* Assigned task *
Copy word for word, please, the lines of the entries below running from the one containing "pub fn hhi(shares: &[f64])" to the one containing "Classified industries held.", both ends included.

START Given data

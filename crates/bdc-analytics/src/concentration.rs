//! Herfindahl-Hirschman industry concentration.

use serde::Serialize;
use std::collections::BTreeMap;
use std::fmt;

use crate::positions::PositionRow;

/// HHI below this is Low.
pub const MODERATE_THRESHOLD: f64 = 1500.0;
/// HHI at or above this is High.
pub const HIGH_THRESHOLD: f64 = 2500.0;

/// Concentration bucket of an HHI value.
#[derive(Clone, Copy, Debug, PartialEq, Eq, Serialize)]
pub enum ConcentrationLevel {
    /// Diversified, HHI < 1500.
    Low,
    /// HHI in [1500, 2500).
    Moderate,
    /// HHI ≥ 2500.
    High,
}

impl ConcentrationLevel {
    /// Buckets an HHI value.
    #[must_use]
    pub fn from_hhi(hhi: f64) -> Self {
        if hhi < MODERATE_THRESHOLD {
            Self::Low
        } else if hhi < HIGH_THRESHOLD {
            Self::Moderate
        } else {
            Self::High
        }
    }

    /// Display label.
    #[must_use]
    pub const fn as_str(&self) -> &'static str {
        match self {
            Self::Low => "Low",
            Self::Moderate => "Moderate",
            Self::High => "High",
        }
    }
}

impl fmt::Display for ConcentrationLevel {
    fn fmt(&self, f: &mut fmt::Formatter<'_>) -> fmt::Result {
        f.write_str(self.as_str())
    }
}

/// Sum of squared shares × 10 000.
///
/// ```
/// use bdc_analytics::hhi;
///
/// assert_eq!(hhi(&[0.5, 0.5]).round(), 5000.0);
/// ```
#[must_use]
pub fn hhi(shares: &[f64]) -> f64 {
    shares.iter().map(|s| s * s).sum::<f64>() * 10_000.0
}

/// Industry concentration of one filer.
#[derive(Clone, Debug, PartialEq, Serialize)]
pub struct ConcentrationReport {
    /// Filer key.
    pub filer: String,
    /// Herfindahl-Hirschman index, 0 to 10 000.
    pub hhi: f64,
    /// Bucket of `hhi`.
    pub level: ConcentrationLevel,
    /// Classified industries held.
    pub industry_count: usize,
    /// Classified companies held.
    pub company_count: usize,
    /// Share of the three largest industries, percent.
    pub top3_share: f64,
    /// Largest industry.
    pub largest_industry: String,
    /// Share of the largest industry, percent.
    pub largest_share: f64,
    /// Classified fair value the shares are computed over.
    pub classified_fair_value: f64,
}

/// Concentration report per filer, sorted by filer.
///
/// Positions are first summed per company and industry so several tranches
/// of one company count once. Unclassified positions are excluded. Filers
/// with no positive classified fair value get no report.
#[must_use]
pub fn concentration_reports(positions: &[PositionRow]) -> Vec<ConcentrationReport> {
    let mut by_company: BTreeMap<(&str, &str, &str), f64> = BTreeMap::new();
    for row in positions.iter().filter(|r| !r.is_unclassified()) {
        let Some(industry) = row.industry.as_deref() else {
            continue;
        };
        *by_company
            .entry((row.filer.as_str(), industry, row.company.as_str()))
            .or_insert(0.0) += row.fair_value.unwrap_or(0.0);
    }

    let mut by_filer: BTreeMap<&str, BTreeMap<&str, (f64, usize)>> = BTreeMap::new();
    for ((filer, industry, _), fair_value) in by_company {
        let entry = by_filer.entry(filer).or_default().entry(industry).or_insert((0.0, 0));
        entry.0 += fair_value;
        entry.1 += 1;
    }

    by_filer
        .into_iter()
        .filter_map(|(filer, industries)| report(filer, &industries))
        .collect()
}

fn report(filer: &str, industries: &BTreeMap<&str, (f64, usize)>) -> Option<ConcentrationReport> {
    let total: f64 = industries.values().map(|(fv, _)| fv).sum();
    if total <= 0.0 {
        return None;
    }

    let mut shares: Vec<(&str, f64)> = industries
        .iter()
        .map(|(industry, (fv, _))| (*industry, fv / total))
        .collect();
    shares.sort_by(|a, b| b.1.total_cmp(&a.1));

    let values: Vec<f64> = shares.iter().map(|(_, s)| *s).collect();
    let index = hhi(&values);
    let (largest_industry, largest) = shares[0];

    Some(ConcentrationReport {
        filer: filer.to_string(),
        hhi: index,
        level: ConcentrationLevel::from_hhi(index),
        industry_count: shares.len(),
        company_count: industries.values().map(|(_, n)| n).sum(),
        top3_share: values.iter().take(3).sum::<f64>() * 100.0,
        largest_industry: largest_industry.to_string(),
        largest_share: largest * 100.0,
        classified_fair_value: total,
    })
}

#[cfg(test)]
mod tests {
    use super::*;

    fn row(filer: &str, company: &str, industry: &str, fv: f64) -> PositionRow {
        PositionRow::new(filer, company, Some(fv)).with_industry(industry)
    }

    #[test]
    fn test_levels() {
        assert_eq!(ConcentrationLevel::from_hhi(1000.0), ConcentrationLevel::Low);
        assert_eq!(ConcentrationLevel::from_hhi(1500.0), ConcentrationLevel::Moderate);
        assert_eq!(ConcentrationLevel::from_hhi(2500.0), ConcentrationLevel::High);
    }

    #[test]
    fn test_two_equal_industries() {
        let reports = concentration_reports(&[
            row("A", "One", "Software", 50.0),
            row("A", "Two", "Healthcare", 50.0),
        ]);
        assert_eq!(reports.len(), 1);
        assert!((reports[0].hhi - 5000.0).abs() < 1e-9);
        assert_eq!(reports[0].level, ConcentrationLevel::High);
        assert_eq!(reports[0].industry_count, 2);
    }

    #[test]
    fn test_three_industries() {
        let reports = concentration_reports(&[
            row("A", "One", "Software", 34.0),
            row("A", "Two", "Healthcare", 33.0),
            row("A", "Three", "Energy", 33.0),
        ]);
        assert_eq!(reports[0].hhi.round(), 3334.0);
        assert_eq!(reports[0].level, ConcentrationLevel::High);
        assert_eq!(reports[0].largest_industry, "Software");
        assert!((reports[0].top3_share - 100.0).abs() < 1e-9);
    }

    #[test]
    fn test_uniform_ten_industries() {
        let rows: Vec<PositionRow> = (0..10)
            .map(|i| row("A", &format!("Company {i}"), &format!("Industry {i}"), 10.0))
            .collect();
        let report = &concentration_reports(&rows)[0];
        assert!((report.hhi - 1000.0).abs() < 1e-6);
        assert_eq!(report.level, ConcentrationLevel::Low);
        assert!((report.top3_share - 30.0).abs() < 1e-9);
    }

    #[test]
    fn test_unknown_excluded_and_tranches_merged() {
        let mut unknown = row("A", "Mystery", "Unknown", 1_000.0);
        let reports = concentration_reports(&[
            row("A", "Acme Inc", "Software", 30.0),
            row("A", "Acme Corp", "Software", 20.0),
            row("A", "Beta", "Energy", 50.0),
            unknown.clone(),
        ]);
        assert!((reports[0].hhi - 5000.0).abs() < 1e-9);
        assert_eq!(reports[0].company_count, 2);
        assert_eq!(reports[0].classified_fair_value, 100.0);

        unknown.industry = None;
        assert!(concentration_reports(&[unknown]).is_empty());
    }
}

END Given data

* Task result *
pub fn hhi(shares: &[f64]) -> f64 {
    shares.iter().map(|s| s * s).sum::<f64>() * 10_000.0
}

/// Industry concentration of one filer.
#[derive(Clone, Debug, PartialEq, Serialize)]
pub struct ConcentrationReport {
    /// Filer key.
    pub filer: String,
    /// Herfindahl-Hirschman index, 0 to 10 000.
    pub hhi: f64,
    /// Bucket of `hhi`.
    pub level: ConcentrationLevel,
    /// Classified industries held.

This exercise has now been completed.